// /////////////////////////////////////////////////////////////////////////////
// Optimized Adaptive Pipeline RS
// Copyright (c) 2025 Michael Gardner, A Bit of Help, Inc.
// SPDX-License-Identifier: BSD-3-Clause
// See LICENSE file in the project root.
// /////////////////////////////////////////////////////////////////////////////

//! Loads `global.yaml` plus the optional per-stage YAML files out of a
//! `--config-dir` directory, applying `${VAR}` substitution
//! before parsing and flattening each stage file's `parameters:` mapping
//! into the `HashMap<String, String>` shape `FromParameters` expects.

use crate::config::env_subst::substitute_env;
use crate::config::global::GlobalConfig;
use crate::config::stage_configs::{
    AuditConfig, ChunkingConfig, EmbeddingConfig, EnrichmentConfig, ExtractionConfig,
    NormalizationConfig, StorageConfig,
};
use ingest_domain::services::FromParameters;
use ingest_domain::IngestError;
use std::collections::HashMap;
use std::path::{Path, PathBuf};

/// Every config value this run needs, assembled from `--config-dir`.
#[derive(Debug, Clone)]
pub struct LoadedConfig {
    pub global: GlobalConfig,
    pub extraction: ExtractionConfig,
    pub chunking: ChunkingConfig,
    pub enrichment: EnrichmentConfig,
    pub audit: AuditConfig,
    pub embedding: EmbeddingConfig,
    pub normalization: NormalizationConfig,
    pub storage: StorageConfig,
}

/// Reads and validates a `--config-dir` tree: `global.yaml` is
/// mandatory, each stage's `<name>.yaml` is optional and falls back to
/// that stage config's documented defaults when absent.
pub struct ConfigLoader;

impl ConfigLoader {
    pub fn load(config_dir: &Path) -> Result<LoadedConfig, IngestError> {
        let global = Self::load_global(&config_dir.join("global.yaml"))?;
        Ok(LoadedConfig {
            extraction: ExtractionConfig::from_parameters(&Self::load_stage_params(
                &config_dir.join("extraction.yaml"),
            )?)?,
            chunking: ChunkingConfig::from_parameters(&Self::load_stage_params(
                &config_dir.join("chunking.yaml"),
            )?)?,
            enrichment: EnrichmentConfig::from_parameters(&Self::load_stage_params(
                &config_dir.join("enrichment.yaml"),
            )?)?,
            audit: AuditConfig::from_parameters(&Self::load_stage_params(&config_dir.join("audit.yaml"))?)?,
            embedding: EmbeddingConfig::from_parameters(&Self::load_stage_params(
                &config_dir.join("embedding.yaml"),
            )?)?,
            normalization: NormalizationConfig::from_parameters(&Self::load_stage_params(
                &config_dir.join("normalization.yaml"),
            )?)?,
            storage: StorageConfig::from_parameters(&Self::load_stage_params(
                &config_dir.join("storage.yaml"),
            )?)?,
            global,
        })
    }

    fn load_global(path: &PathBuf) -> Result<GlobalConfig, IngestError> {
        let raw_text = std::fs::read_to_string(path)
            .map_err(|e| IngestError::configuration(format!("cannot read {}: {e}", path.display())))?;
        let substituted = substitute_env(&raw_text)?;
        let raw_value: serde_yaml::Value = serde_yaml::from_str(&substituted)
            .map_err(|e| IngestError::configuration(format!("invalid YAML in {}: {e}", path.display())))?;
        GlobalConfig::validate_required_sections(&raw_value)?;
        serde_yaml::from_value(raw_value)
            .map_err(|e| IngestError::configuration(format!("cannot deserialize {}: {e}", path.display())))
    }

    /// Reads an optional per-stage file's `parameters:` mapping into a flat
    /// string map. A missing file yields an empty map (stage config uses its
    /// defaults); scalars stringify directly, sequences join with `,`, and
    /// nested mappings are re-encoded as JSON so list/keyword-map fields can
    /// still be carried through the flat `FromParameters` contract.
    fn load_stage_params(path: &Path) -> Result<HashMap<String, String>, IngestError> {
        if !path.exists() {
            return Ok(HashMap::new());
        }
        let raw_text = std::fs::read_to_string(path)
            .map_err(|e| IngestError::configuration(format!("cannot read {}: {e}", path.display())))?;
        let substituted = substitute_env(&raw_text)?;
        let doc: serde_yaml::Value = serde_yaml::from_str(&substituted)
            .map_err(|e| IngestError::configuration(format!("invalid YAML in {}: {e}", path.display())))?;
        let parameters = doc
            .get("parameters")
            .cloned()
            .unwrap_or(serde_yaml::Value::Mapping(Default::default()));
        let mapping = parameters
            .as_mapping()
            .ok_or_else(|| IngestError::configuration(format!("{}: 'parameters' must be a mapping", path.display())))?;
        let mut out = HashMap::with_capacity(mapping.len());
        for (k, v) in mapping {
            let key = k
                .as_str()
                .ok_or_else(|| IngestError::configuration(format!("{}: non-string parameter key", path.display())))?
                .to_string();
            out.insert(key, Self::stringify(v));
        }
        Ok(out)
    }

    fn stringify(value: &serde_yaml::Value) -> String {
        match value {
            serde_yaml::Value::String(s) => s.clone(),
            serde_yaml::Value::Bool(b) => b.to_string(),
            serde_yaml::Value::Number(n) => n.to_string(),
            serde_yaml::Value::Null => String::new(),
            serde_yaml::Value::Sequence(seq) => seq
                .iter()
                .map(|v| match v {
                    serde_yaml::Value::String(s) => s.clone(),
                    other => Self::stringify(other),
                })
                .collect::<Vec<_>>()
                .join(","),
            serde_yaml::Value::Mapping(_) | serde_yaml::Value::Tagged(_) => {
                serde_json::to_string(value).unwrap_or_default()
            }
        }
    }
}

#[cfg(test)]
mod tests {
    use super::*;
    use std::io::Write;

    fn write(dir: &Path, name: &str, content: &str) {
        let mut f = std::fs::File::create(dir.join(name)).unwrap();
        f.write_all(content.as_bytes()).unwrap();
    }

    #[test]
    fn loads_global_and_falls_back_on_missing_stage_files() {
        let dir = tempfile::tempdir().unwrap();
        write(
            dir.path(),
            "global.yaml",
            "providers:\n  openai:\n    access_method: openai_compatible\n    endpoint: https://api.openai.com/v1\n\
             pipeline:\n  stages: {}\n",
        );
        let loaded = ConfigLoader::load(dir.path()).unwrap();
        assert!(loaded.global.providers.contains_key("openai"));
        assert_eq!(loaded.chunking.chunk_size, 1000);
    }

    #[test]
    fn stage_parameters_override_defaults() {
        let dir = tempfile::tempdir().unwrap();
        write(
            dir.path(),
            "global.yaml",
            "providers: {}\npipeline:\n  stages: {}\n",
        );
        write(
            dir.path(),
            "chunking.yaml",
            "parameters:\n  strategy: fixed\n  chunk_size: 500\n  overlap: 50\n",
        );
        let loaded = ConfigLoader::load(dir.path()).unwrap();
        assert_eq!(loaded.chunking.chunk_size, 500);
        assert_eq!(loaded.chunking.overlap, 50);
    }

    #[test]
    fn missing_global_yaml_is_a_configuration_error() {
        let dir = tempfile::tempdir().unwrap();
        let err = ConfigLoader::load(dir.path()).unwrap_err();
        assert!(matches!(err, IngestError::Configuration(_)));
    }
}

· · · · ·

--- EXERCISE BRIEF ---
Please give back, exactly as it stands above, the stretch from the line with "pub fn load(config_dir: &Path)" through the line with "config uses its", and no line outside it.

--- EXERCISE OUTPUT ---
    pub fn load(config_dir: &Path) -> Result<LoadedConfig, IngestError> {
        let global = Self::load_global(&config_dir.join("global.yaml"))?;
        Ok(LoadedConfig {
            extraction: ExtractionConfig::from_parameters(&Self::load_stage_params(
                &config_dir.join("extraction.yaml"),
            )?)?,
            chunking: ChunkingConfig::from_parameters(&Self::load_stage_params(
                &config_dir.join("chunking.yaml"),
            )?)?,
            enrichment: EnrichmentConfig::from_parameters(&Self::load_stage_params(
                &config_dir.join("enrichment.yaml"),
            )?)?,
            audit: AuditConfig::from_parameters(&Self::load_stage_params(&config_dir.join("audit.yaml"))?)?,
            embedding: EmbeddingConfig::from_parameters(&Self::load_stage_params(
                &config_dir.join("embedding.yaml"),
            )?)?,
            normalization: NormalizationConfig::from_parameters(&Self::load_stage_params(
                &config_dir.join("normalization.yaml"),
            )?)?,
            storage: StorageConfig::from_parameters(&Self::load_stage_params(
                &config_dir.join("storage.yaml"),
            )?)?,
            global,
        })
    }

    fn load_global(path: &PathBuf) -> Result<GlobalConfig, IngestError> {
        let raw_text = std::fs::read_to_string(path)
            .map_err(|e| IngestError::configuration(format!("cannot read {}: {e}", path.display())))?;
        let substituted = substitute_env(&raw_text)?;
        let raw_value: serde_yaml::Value = serde_yaml::from_str(&substituted)
            .map_err(|e| IngestError::configuration(format!("invalid YAML in {}: {e}", path.display())))?;
        GlobalConfig::validate_required_sections(&raw_value)?;
        serde_yaml::from_value(raw_value)
            .map_err(|e| IngestError::configuration(format!("cannot deserialize {}: {e}", path.display())))
    }

    /// Reads an optional per-stage file's `parameters:` mapping into a flat
    /// string map. A missing file yields an empty map (stage config uses its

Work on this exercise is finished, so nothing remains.